- _Description of the task_:
Please restate verbatim the lines that open the listing below, ending with the line in which "another user logged-in." occurs.

═══ Input ═══

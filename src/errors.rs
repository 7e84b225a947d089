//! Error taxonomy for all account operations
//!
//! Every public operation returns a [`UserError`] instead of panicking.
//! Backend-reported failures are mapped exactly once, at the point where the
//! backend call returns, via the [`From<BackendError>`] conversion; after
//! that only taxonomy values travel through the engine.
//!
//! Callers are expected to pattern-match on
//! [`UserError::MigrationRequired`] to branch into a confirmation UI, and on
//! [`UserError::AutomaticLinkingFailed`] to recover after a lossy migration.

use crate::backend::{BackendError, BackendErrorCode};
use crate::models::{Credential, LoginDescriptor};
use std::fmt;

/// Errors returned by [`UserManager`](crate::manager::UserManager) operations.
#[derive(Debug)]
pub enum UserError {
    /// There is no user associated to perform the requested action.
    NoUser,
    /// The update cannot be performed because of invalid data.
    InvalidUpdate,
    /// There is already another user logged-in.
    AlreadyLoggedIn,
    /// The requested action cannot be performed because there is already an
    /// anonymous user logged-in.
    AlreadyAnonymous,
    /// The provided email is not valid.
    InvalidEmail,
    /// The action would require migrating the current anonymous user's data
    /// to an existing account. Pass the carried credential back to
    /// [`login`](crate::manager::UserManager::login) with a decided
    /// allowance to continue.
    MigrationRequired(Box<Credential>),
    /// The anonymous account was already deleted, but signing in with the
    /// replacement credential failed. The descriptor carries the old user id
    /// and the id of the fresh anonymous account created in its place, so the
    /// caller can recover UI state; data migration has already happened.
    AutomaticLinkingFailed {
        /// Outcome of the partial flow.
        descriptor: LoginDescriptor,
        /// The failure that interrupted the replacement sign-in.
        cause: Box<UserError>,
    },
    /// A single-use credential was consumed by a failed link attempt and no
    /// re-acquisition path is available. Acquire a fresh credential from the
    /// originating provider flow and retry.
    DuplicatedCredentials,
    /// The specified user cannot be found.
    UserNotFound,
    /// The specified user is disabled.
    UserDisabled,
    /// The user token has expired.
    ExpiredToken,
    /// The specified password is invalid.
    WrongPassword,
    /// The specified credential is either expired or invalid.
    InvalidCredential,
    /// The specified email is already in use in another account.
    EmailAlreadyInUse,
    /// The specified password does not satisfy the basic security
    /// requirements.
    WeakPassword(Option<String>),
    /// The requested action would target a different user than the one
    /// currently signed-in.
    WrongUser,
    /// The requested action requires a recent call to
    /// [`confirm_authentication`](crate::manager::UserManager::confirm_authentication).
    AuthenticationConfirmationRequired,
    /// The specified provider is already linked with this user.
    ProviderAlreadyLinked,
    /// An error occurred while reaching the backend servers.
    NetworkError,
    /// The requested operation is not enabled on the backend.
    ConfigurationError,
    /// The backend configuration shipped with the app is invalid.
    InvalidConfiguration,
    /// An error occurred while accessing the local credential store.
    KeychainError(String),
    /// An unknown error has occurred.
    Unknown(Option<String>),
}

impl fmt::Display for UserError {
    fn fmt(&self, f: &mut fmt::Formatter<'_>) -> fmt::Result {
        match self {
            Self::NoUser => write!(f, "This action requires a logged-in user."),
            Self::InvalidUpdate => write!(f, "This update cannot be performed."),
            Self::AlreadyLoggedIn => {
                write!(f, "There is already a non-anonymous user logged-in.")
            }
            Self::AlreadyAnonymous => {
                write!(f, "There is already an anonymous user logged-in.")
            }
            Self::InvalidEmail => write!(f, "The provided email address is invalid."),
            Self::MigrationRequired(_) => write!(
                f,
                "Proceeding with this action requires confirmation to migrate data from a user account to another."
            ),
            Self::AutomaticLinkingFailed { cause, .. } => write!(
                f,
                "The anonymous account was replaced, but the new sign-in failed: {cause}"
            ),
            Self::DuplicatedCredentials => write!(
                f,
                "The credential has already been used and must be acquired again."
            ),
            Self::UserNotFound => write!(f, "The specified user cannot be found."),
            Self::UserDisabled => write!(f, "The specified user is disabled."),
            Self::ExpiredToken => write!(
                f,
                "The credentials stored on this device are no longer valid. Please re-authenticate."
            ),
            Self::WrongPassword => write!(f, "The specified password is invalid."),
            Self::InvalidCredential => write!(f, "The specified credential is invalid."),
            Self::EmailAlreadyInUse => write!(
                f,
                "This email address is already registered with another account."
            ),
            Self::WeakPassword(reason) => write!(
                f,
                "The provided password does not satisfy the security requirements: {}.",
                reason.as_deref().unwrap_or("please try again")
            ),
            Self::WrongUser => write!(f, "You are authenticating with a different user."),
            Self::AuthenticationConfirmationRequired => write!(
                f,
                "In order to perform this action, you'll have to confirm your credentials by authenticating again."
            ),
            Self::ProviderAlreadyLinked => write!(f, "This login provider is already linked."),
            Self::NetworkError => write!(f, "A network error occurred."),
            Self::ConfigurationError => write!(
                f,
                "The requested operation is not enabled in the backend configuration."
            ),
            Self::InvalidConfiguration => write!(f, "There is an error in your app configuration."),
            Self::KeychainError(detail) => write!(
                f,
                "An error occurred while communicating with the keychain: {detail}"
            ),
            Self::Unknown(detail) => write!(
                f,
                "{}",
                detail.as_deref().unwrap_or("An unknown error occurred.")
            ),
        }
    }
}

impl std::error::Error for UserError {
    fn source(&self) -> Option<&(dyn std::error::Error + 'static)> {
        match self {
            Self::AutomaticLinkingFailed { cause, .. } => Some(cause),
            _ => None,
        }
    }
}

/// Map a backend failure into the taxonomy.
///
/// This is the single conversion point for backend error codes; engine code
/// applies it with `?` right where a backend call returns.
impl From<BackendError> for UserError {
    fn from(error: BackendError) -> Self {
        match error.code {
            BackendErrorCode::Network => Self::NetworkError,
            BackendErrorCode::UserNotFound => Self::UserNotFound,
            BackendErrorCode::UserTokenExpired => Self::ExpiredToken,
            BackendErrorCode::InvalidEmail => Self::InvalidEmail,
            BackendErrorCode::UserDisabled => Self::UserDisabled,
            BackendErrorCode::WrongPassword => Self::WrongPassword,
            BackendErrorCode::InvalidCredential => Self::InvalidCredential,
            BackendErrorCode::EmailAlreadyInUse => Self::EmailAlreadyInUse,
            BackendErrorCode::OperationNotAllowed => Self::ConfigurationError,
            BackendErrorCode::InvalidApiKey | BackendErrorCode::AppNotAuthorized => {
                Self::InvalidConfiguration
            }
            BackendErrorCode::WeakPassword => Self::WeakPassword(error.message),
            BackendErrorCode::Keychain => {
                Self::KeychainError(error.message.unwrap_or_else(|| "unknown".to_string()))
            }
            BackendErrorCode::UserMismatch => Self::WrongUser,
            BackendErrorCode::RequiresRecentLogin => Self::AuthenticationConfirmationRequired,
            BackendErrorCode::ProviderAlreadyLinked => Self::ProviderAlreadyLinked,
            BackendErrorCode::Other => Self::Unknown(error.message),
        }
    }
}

═══

- _Solution to this problem_:
filename src/errors.rs
repository 7e84b225a947d089
//! Error taxonomy for all account operations
//!
//! Every public operation returns a [`UserError`] instead of panicking.
//! Backend-reported failures are mapped exactly once, at the point where the
//! backend call returns, via the [`From<BackendError>`] conversion; after
//! that only taxonomy values travel through the engine.
//!
//! Callers are expected to pattern-match on
//! [`UserError::MigrationRequired`] to branch into a confirmation UI, and on
//! [`UserError::AutomaticLinkingFailed`] to recover after a lossy migration.

use crate::backend::{BackendError, BackendErrorCode};
use crate::models::{Credential, LoginDescriptor};
use std::fmt;

/// Errors returned by [`UserManager`](crate::manager::UserManager) operations.
#[derive(Debug)]
pub enum UserError {
    /// There is no user associated to perform the requested action.
    NoUser,
    /// The update cannot be performed because of invalid data.
    InvalidUpdate,
    /// There is already another user logged-in.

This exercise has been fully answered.